Nusa Lembongan is about 8 km squared and the smallest of the three outer islands. Nusa Penida is the largest, then Nusa Ceningan. They are separated from Bali by the Badung Strait. We had been told by several locals that those islands are the place to go if we want to be in the water, so that’s just what we did.
You know you’re in Bali when doubled up yoga mats are used as fenders on a boat!

It took about 30 minutes to motor out to Nusa Lembongan, and all of us commented at various times how we each felt an aching for Tanda Malaika as we could feel our bodies sway to the movement of the oceanl. It felt so good. So free. So like home. Many small homes line the shores of Nusa Lembongan, and the wonderful texture of coconut palms were their backdrop.

When the sun shone on the water, that familiar calypso blue color stretched parallel to the shore as far as we could see.

The first place we were taken to was Manta Point, and it’s obvious how it got it’s name…

At one point I swam belly to belly with one.

Their wing span is so huge, reaching up to 22 ft and weighing 3000 lbs.

It was so fun to see the creatures back in the water.

Our second stop was Crystal Bay. The reef there is so healthy, filled with soft corals and copious amounts of reef fish.

Clarke’s Anemone fish played hide and seek with us as we watched them dart in and out of the anemones.

Some anemones were long and stringy while others were short and stubby.

I love watching them!

In Crystal Bay we saw hard corals in colors we hadn’t seen anywhere else.

Our next stop was Gamat Bay. On the way there we passed closely by some rock walls that Aidan was dying to cliff jump off of. We’ll have to do that on another trip!

Gamat Bay had several pinnacles of hard coral with overhangs where fish love to hide.

Large open areas with acre after acre of healthy coral and abundant life. It felt like heaven.

Each time the boat stopped the 6 of us were the first in the water and last back on board. We loved being out in the open at the stern, rather than sitting inside the cabin. At one point one of the other guests dropped a fin and the staff tried to dive down to retrieve it but it was too deep. They were floored to watch Mycah effortlessly free dive down and return to its owner.

Our last stop was called ‘The Wall’, and was named that because of the rapid drop off from fairly shallow to extremely deep. The water there had some current so we drifted down quite a ways and met up with the boat farther down. In this area the water was either freezing cold from natural springs seeping up through the ocean floor, or it was lovely and warm. The reef was especially healthy and the reef fish in even greater abundance.

It was like being inside an IMAX movie!

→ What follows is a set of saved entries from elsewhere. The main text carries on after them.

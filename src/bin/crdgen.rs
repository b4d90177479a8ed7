//! # CRD Generator
//!
//! Prints the CustomResourceDefinition YAML of every managed kind.
//!
//! ```bash
//! cargo run --bin crdgen > config/crd/flexcluster.yaml
//! cargo run --bin crdgen | kubectl apply -f -
//! ```

use dbaas_state_controller::crd::FlexCluster;
use kube::core::CustomResourceExt;

fn main() {
    let crd = FlexCluster::crd();

    match serde_yaml::to_string(&crd) {
        Ok(yaml) => {
            println!("# This file is auto-generated by crdgen");
            println!("# DO NOT EDIT THIS FILE MANUALLY");
            println!("# Change the types in src/crd instead");
            println!("---");
            print!("{yaml}");
        }
        Err(e) => {
            eprintln!("Failed to serialize CRD to YAML: {e}");
            std::process::exit(1);
        }
    }
}
//! # Lifecycle State
//!
//! The closed set of lifecycle states a managed resource moves through, and the
//! pure translation between a status condition list and a state value.
//!
//! - `status.rs` - Deriving and persisting the `State` condition
//! - `ready.rs` - The user-facing `Ready` condition
//! - `generation.rs` - Observed-generation carry-over across transitions

mod generation;
mod ready;
mod status;

pub use generation::{carries_observed_generation, observed_generation, GENERATION_CARRY_OVER};
pub use ready::{
    ready_condition, ready_error_condition, READY_CONDITION, READY_REASON_ERROR,
    READY_REASON_PENDING, READY_REASON_SETTLED,
};
pub use status::{derive_state, find_condition, set_condition, set_state, STATE_CONDITION};

use std::fmt;
use std::str::FromStr;

/// Lifecycle state of a managed resource
///
/// Persisted as the reason of the `State` condition. `Deleted` is terminal.
#[derive(Debug, Clone, Copy, Default, PartialEq, Eq, Hash)]
pub enum ResourceState {
    #[default]
    Initial,
    ImportRequested,
    Imported,
    Creating,
    Created,
    Updating,
    Updated,
    DeletionRequested,
    Deleting,
    Deleted,
}

impl ResourceState {
    pub const ALL: [ResourceState; 10] = [
        ResourceState::Initial,
        ResourceState::ImportRequested,
        ResourceState::Imported,
        ResourceState::Creating,
        ResourceState::Created,
        ResourceState::Updating,
        ResourceState::Updated,
        ResourceState::DeletionRequested,
        ResourceState::Deleting,
        ResourceState::Deleted,
    ];

    #[must_use]
    pub fn as_str(self) -> &'static str {
        match self {
            ResourceState::Initial => "Initial",
            ResourceState::ImportRequested => "ImportRequested",
            ResourceState::Imported => "Imported",
            ResourceState::Creating => "Creating",
            ResourceState::Created => "Created",
            ResourceState::Updating => "Updating",
            ResourceState::Updated => "Updated",
            ResourceState::DeletionRequested => "DeletionRequested",
            ResourceState::Deleting => "Deleting",
            ResourceState::Deleted => "Deleted",
        }
    }

    /// States in which the resource matches its desired state for this cycle
    #[must_use]
    pub fn is_settled(self) -> bool {
        matches!(
            self,
            ResourceState::Imported | ResourceState::Created | ResourceState::Updated
        )
    }

    /// States that are expected to change without a user edit
    #[must_use]
    pub fn is_transitional(self) -> bool {
        matches!(
            self,
            ResourceState::Creating
                | ResourceState::Updating
                | ResourceState::Deleting
                | ResourceState::DeletionRequested
        )
    }
}

impl fmt::Display for ResourceState {
    fn fmt(&self, f: &mut fmt::Formatter<'_>) -> fmt::Result {
        f.write_str(self.as_str())
    }
}

/// A persisted state name outside the known lifecycle set
#[derive(Debug, Clone, PartialEq, Eq, thiserror::Error)]
#[error("unsupported state {0:?}")]
pub struct UnsupportedState(pub String);

impl FromStr for ResourceState {
    type Err = UnsupportedState;

    fn from_str(s: &str) -> Result<Self, Self::Err> {
        ResourceState::ALL
            .into_iter()
            .find(|state| state.as_str() == s)
            .ok_or_else(|| UnsupportedState(s.to_string()))
    }
}

#[cfg(test)]
mod tests {
    use super::*;

    #[test]
    fn test_names_round_trip() {
        for state in ResourceState::ALL {
            assert_eq!(state.as_str().parse::<ResourceState>(), Ok(state));
            assert_eq!(state.to_string(), state.as_str());
        }
    }

    #[test]
    fn test_unknown_name_is_unsupported() {
        let err = "Paused".parse::<ResourceState>().unwrap_err();
        assert_eq!(err.to_string(), r#"unsupported state "Paused""#);

        let err = "".parse::<ResourceState>().unwrap_err();
        assert_eq!(err.to_string(), r#"unsupported state """#);
    }

    #[test]
    fn test_parsing_is_case_sensitive() {
        assert!("created".parse::<ResourceState>().is_err());
    }

    #[test]
    fn test_settled_and_transitional_are_disjoint() {
        for state in ResourceState::ALL {
            assert!(!(state.is_settled() && state.is_transitional()), "{state}");
        }
        assert!(ResourceState::Updated.is_settled());
        assert!(ResourceState::DeletionRequested.is_transitional());
        assert!(!ResourceState::Initial.is_settled());
        assert!(!ResourceState::Deleted.is_transitional());
    }
}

When the sun peeked through the clouds, life brightened up even more.

I could have stayed down there for hours! Each time I turned my head, another exquisite scene lay before me.

This, is my happy place.

We are so grateful to have eyes to see the beauties below the surface. By the end of the day we were all tired but completely filled!

Aidan’s hair was a topic of discussion among some of the girls on the boat. They loved it and were so envious. He really stands out in a country with straight black haired people.

I have no doubt that tonight we will all be swimming with mantas and reef fish in our dreams, suspended over fields of soft corals swaying gently from side to side.



2 thoughts on “Exploring the outer islands

    Sally said:
    September 4, 2017 at 8:43 am

    I trust you will be swimming with them in your dreams! Loved reading this blog


      belindagovatos responded:
      September 5, 2017 at 4:02 am

      Hi Sally,
      there’s nothing quite like drifting off as you feel your body lifted up on the wings of a manta ray.